(What to work on): Which lines below include the string "LookupError"? Please show each one.

BEGIN Excerpted records

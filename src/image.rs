use async_trait::async_trait;
use log::debug;
use reqwest::Client;

use crate::lookup::LookupError;

// Images are only swapped into view once they are fully downloaded and decoded
#[derive(Debug, Clone, PartialEq, Eq)]
pub struct Image {
    pub url: String,
    pub alt: String,
    pub width: u32,
    pub height: u32,
}

#[async_trait]
pub trait ImageLoader: Send + Sync {
    async fn preload(&self, url: &str, alt: &str) -> Result<Image, LookupError>;
}

pub struct HttpImageLoader {
    client: Client,
}

impl HttpImageLoader {
    pub fn new(client: Client) -> Self {
        Self { client }
    }
}

fn decode_failure(url: &str, reason: impl ToString) -> LookupError {
    LookupError::ImageDecode {
        url: url.to_owned(),
        reason: reason.to_string(),
    }
}

#[async_trait]
impl ImageLoader for HttpImageLoader {
    async fn preload(&self, url: &str, alt: &str) -> Result<Image, LookupError> {
        let response = self
            .client
            .get(url)
            .send()
            .await
            .map_err(|err| decode_failure(url, err))?;
        if !response.status().is_success() {
            return Err(decode_failure(url, response.status()));
        }
        let bytes = response
            .bytes()
            .await
            .map_err(|err| decode_failure(url, err))?;
        debug!("Downloaded {} bytes from {}", bytes.len(), url);
        // hd images are routinely several megabytes, keep decoding off the runtime
        let decoded = tokio::task::spawn_blocking(move || ::image::load_from_memory(&bytes))
            .await
            .map_err(|err| decode_failure(url, err))?
            .map_err(|err| decode_failure(url, err))?;
        Ok(Image {
            url: url.to_owned(),
            alt: alt.to_owned(),
            width: decoded.width(),
            height: decoded.height(),
        })
    }
}

#[cfg(test)]
pub(crate) mod tests {
    use std::io::Cursor;

    use ::image::{ImageFormat, RgbImage};

    use super::*;

    pub(crate) fn png(width: u32, height: u32) -> Vec<u8> {
        let mut buffer = Vec::new();
        RgbImage::new(width, height)
            .write_to(&mut Cursor::new(&mut buffer), ImageFormat::Png)
            .unwrap();
        buffer
    }

    #[tokio::test]
    async fn decodes_downloaded_images() {
        let mut server = mockito::Server::new_async().await;
        let _mock = server
            .mock("GET", "/hd.png")
            .with_header("content-type", "image/png")
            .with_body(png(4, 3))
            .create_async()
            .await;
        let url = format!("{}/hd.png", server.url());
        let image = HttpImageLoader::new(Client::new())
            .preload(&url, "Orion")
            .await
            .unwrap();
        assert_eq!(
            image,
            Image {
                url,
                alt: "Orion".to_owned(),
                width: 4,
                height: 3,
            }
        );
    }

    #[tokio::test]
    async fn fails_on_missing_images() {
        let mut server = mockito::Server::new_async().await;
        let _mock = server
            .mock("GET", "/gone.jpg")
            .with_status(404)
            .create_async()
            .await;
        let url = format!("{}/gone.jpg", server.url());
        let result = HttpImageLoader::new(Client::new()).preload(&url, "").await;
        assert!(matches!(result, Err(LookupError::ImageDecode { .. })));
    }

    #[tokio::test]
    async fn fails_on_undecodable_images() {
        let mut server = mockito::Server::new_async().await;
        let _mock = server
            .mock("GET", "/broken.jpg")
            .with_header("content-type", "image/jpeg")
            .with_body("definitely not a jpeg")
            .create_async()
            .await;
        let url = format!("{}/broken.jpg", server.url());
        let result = HttpImageLoader::new(Client::new()).preload(&url, "").await;
        assert!(matches!(result, Err(LookupError::ImageDecode { .. })));
    }
}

END Excerpted records

(Answer to this exercise):
use crate::lookup::LookupError;
    async fn preload(&self, url: &str, alt: &str) -> Result<Image, LookupError>;
fn decode_failure(url: &str, reason: impl ToString) -> LookupError {
    LookupError::ImageDecode {
    async fn preload(&self, url: &str, alt: &str) -> Result<Image, LookupError> {
        assert!(matches!(result, Err(LookupError::ImageDecode { .. })));
        assert!(matches!(result, Err(LookupError::ImageDecode { .. })));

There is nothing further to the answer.